PROBLEM TO SOLVE = Tally the lines in the listing below that include "every". Answer with the count and nothing more.

########

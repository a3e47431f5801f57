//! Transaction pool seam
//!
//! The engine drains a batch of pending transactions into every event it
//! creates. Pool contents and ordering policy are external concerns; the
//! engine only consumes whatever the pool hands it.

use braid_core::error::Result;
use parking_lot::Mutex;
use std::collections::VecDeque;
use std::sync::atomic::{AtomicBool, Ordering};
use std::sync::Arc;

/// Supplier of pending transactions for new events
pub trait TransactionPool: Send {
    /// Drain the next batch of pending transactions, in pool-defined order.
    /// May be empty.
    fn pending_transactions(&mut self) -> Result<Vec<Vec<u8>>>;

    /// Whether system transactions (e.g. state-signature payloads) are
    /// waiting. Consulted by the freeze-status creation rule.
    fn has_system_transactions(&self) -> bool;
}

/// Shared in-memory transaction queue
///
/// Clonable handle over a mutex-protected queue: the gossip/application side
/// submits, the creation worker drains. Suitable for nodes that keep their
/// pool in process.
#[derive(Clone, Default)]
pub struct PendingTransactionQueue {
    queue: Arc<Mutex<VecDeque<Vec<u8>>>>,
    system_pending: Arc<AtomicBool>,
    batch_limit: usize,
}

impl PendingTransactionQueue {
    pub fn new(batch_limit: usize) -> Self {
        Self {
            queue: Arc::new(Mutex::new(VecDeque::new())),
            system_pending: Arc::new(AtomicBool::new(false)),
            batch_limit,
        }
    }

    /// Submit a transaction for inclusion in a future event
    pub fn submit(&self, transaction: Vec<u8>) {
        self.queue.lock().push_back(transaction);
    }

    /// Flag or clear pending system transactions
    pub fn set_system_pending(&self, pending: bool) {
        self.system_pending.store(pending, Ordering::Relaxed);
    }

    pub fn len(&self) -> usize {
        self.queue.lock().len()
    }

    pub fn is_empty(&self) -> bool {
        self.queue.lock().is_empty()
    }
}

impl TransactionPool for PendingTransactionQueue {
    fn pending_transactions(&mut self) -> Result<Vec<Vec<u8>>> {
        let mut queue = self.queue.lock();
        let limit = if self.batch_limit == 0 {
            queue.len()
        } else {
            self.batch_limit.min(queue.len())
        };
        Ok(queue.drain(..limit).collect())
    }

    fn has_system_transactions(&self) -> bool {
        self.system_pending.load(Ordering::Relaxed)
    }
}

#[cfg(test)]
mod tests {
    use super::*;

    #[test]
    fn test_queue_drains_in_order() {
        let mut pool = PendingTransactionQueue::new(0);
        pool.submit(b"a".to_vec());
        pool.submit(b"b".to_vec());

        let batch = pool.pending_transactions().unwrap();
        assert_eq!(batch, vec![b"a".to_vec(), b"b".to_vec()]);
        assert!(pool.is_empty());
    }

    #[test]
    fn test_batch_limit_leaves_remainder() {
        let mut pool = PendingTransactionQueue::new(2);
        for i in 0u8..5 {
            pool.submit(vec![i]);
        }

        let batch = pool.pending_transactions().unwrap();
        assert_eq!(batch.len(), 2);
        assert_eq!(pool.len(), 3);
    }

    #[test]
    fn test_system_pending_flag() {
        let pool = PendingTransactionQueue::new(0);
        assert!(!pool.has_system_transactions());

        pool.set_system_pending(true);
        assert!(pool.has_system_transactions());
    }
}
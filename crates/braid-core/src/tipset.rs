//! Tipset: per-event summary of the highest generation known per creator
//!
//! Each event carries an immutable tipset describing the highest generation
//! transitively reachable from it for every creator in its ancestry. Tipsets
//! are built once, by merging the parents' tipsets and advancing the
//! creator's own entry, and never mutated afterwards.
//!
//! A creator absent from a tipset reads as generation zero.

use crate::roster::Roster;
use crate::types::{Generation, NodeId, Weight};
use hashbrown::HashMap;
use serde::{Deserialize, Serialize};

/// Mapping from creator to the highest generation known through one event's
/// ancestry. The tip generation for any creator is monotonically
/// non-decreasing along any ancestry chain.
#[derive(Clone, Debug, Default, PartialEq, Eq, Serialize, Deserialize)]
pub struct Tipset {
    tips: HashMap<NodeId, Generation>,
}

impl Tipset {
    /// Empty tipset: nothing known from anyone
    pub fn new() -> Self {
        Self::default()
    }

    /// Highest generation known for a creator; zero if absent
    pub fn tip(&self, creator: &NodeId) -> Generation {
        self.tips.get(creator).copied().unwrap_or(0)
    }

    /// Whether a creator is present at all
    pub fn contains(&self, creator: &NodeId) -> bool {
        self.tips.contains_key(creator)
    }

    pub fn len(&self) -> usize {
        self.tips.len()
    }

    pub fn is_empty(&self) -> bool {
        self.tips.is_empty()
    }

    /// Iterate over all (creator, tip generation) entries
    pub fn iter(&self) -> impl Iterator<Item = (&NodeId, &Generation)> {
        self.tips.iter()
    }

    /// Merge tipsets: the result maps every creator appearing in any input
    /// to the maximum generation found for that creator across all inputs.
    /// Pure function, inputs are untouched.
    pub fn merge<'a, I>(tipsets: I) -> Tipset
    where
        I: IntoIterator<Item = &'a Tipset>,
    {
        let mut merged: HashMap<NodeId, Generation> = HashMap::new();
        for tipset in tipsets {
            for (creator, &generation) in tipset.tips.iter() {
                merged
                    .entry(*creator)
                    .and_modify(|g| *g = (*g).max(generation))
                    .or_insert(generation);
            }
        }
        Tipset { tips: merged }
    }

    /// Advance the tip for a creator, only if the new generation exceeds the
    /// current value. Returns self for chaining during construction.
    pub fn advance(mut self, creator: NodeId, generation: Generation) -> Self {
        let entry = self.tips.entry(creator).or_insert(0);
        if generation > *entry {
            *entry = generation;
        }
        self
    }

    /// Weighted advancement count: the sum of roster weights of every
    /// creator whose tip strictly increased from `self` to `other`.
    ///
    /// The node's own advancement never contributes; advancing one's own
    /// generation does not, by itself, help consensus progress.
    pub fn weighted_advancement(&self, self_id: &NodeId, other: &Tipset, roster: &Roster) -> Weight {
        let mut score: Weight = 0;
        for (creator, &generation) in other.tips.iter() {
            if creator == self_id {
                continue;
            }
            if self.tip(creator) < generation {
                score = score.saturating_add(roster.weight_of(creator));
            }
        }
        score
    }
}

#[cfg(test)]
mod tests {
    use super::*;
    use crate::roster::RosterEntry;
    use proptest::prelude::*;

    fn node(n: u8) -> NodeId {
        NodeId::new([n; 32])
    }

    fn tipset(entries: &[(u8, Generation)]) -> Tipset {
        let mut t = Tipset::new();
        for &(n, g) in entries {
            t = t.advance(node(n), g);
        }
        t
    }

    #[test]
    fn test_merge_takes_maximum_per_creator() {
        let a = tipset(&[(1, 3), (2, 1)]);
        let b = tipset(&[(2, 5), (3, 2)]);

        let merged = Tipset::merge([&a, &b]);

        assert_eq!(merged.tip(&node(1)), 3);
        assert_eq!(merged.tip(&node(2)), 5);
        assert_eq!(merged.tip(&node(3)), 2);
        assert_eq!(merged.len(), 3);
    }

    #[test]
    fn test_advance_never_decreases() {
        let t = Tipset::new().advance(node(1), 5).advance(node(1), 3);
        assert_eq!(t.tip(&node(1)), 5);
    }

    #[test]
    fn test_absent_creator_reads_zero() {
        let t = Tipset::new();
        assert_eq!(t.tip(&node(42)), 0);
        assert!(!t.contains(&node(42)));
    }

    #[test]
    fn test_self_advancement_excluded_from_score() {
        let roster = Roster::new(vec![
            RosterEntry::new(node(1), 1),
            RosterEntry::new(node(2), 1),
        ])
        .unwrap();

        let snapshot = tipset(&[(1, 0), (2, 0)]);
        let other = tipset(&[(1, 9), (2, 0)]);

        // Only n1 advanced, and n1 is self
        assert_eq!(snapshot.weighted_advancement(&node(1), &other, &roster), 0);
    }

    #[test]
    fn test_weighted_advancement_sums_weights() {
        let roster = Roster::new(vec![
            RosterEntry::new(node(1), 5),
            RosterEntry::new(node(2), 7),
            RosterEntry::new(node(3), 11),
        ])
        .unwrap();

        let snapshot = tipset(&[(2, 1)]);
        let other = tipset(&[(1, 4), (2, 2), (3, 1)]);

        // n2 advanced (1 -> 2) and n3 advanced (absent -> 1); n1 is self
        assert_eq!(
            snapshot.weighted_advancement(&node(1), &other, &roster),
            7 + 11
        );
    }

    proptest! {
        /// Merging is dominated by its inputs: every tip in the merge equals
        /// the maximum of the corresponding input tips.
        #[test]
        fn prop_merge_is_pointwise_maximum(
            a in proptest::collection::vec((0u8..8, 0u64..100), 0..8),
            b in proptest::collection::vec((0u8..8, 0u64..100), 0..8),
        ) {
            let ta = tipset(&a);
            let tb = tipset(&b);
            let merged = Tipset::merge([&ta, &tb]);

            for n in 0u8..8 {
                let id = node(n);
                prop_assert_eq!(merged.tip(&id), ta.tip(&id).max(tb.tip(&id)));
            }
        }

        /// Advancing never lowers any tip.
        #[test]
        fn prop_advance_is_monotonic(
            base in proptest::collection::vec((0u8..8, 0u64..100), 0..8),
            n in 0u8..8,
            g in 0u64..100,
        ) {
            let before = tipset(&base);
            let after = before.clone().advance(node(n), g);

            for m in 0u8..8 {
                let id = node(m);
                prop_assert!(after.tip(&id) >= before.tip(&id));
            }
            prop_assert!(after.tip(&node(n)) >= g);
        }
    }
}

########

YOUR SOLUTION = 5